Berners-Lee's vision for a Semantic Web of interconnected, machine-readable resources is founded on the need to attach names and ultimately semantics to these resources. Not surprisingly, Berners-Lee is keen to see the URI mechanism used to facilitate this, and is against reducing Namespace identifiers to simple strings. If this happens, then how do the semantics get attached? Even with a URI-based scheme, however, there is no specification that defines how a schema (or other resource) should be attached to a namespace. Another gap in the XML framework?
Returning to the immediate problem of relative URIs, Simon St. Laurent observed that if the base URI is defined by location, then there are important problems:
More frightening for me at least, is the prospect that moving a document from one location on a site to another might in fact change the understood vocabulary of the document. That seems too risky - to me - to allow.
St. Laurent also commented that if XML Base is used to define the base URI for a Namespace, then there are backwards compatibility issues:
If XBase affects namespace URIs, then applications which understand XBase will see different namespaces than those that don't. We already have parsers and applications that understand XML 1.0 but not namespaces; we may end up with parsers and applications that understand XML 1.0 and xml:base but not namespaces, as well as parsers and applications that understand XML 1.0 and namespaces but not xml:base. At some point, unless everyone is upgrading consistently, XML ceases to be remotely interoperable across different implementations.
The XML Base Working Draft does note its impact on the Namespace Recommendation. Compatibility issues may therefore require an update to the Namespace Recommendation. Tim Berners-Lee noted that he would prefer to see relative URIs remain legal:
I admit I could live with a solution in which relative URIs were banned, but I would much prefer one which pointed out that you only use them when that is what you mean, and that some older XML software might occasionally get confused in doing validity checking of your document.
This discussion does lend additional weight to rationalization of the XML framework proposed recently by Rick Jelliffe. (See "Filling In The Gaps" for more details.) Whatever the ultimate outcome (and debate has already started on the XML-URI mailing list), it's important that a decision be made relatively quickly.
It's always good to finish on a high note, so the Deviant is pleased to point out that SAX2/Java has now been finalized.

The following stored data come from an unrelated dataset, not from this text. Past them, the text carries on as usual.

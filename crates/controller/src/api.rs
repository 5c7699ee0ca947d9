//! HTTP API for health checks, Prometheus metrics and applied configurations

use axum::{
    extract::State,
    http::StatusCode,
    response::IntoResponse,
    routing::get,
    Json, Router,
};
use controller_lib::{
    health::{ComponentStatus, HealthRegistry},
    observability::ControllerMetrics,
    SharedConfigurations,
};
use prometheus::{Encoder, TextEncoder};
use std::sync::Arc;
use tracing::{error, info};

/// Shared application state
#[derive(Clone)]
pub struct AppState {
    pub health_registry: HealthRegistry,
    pub configurations: SharedConfigurations,
    pub metrics: ControllerMetrics,
}

impl AppState {
    pub fn new(
        health_registry: HealthRegistry,
        configurations: SharedConfigurations,
        metrics: ControllerMetrics,
    ) -> Self {
        Self {
            health_registry,
            configurations,
            metrics,
        }
    }
}

/// Health check response - returns 200 if healthy, 503 if degraded/unhealthy
async fn healthz(State(state): State<Arc<AppState>>) -> impl IntoResponse {
    let health = state.health_registry.health().await;

    let status_code = match health.status {
        ComponentStatus::Healthy => StatusCode::OK,
        ComponentStatus::Degraded => StatusCode::OK, // Still operational
        ComponentStatus::Unhealthy => StatusCode::SERVICE_UNAVAILABLE,
    };

    (status_code, Json(health))
}

/// Readiness check response - returns 200 if ready, 503 if not ready
async fn readyz(State(state): State<Arc<AppState>>) -> impl IntoResponse {
    let readiness = state.health_registry.readiness().await;

    let status_code = if readiness.ready {
        StatusCode::OK
    } else {
        StatusCode::SERVICE_UNAVAILABLE
    };

    (status_code, Json(readiness))
}

/// Prometheus metrics endpoint
async fn metrics() -> impl IntoResponse {
    let encoder = TextEncoder::new();
    let metric_families = prometheus::gather();
    let mut buffer = Vec::new();

    if let Err(e) = encoder.encode(&metric_families, &mut buffer) {
        error!(error = %e, "Failed to encode metrics");
        return (
            StatusCode::INTERNAL_SERVER_ERROR,
            [("content-type", "text/plain; charset=utf-8")],
            Vec::new(),
        );
    }

    (
        StatusCode::OK,
        [("content-type", "text/plain; charset=utf-8")],
        buffer,
    )
}

/// Last successfully applied configuration per service
async fn configurations(State(state): State<Arc<AppState>>) -> impl IntoResponse {
    let table = state.configurations.read().await.clone();
    (StatusCode::OK, Json(table))
}

/// Create the API router
pub fn create_router(state: Arc<AppState>) -> Router {
    Router::new()
        .route("/healthz", get(healthz))
        .route("/readyz", get(readyz))
        .route("/metrics", get(metrics))
        .route("/configurations", get(configurations))
        .with_state(state)
}

/// Start the API server
pub async fn serve(port: u16, state: Arc<AppState>) -> anyhow::Result<()> {
    let app = create_router(state);

    let addr = format!("0.0.0.0:{}", port);
    info!(addr = %addr, "Starting API server");

    let listener = tokio::net::TcpListener::bind(&addr).await?;
    axum::serve(listener, app).await?;

    Ok(())
}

In his announcement, David Megginson noted that SAX2 adds the following additional features:
SAX2 extends SAX1 by adding support for Namespaces, for filter chains, and for querying and setting features and properties.
Megginson thanked the community for their efforts, and confirmed that he would be working on SAX2/C++ before handing over the reins:
There is a great need for a single SAX API for C++, and I plan to help out with that. When SAX2/C++ is released, it is my intention to find a new person or organization to take over the maintenance of SAX.
David should be congratulated on his efforts. Thanks David!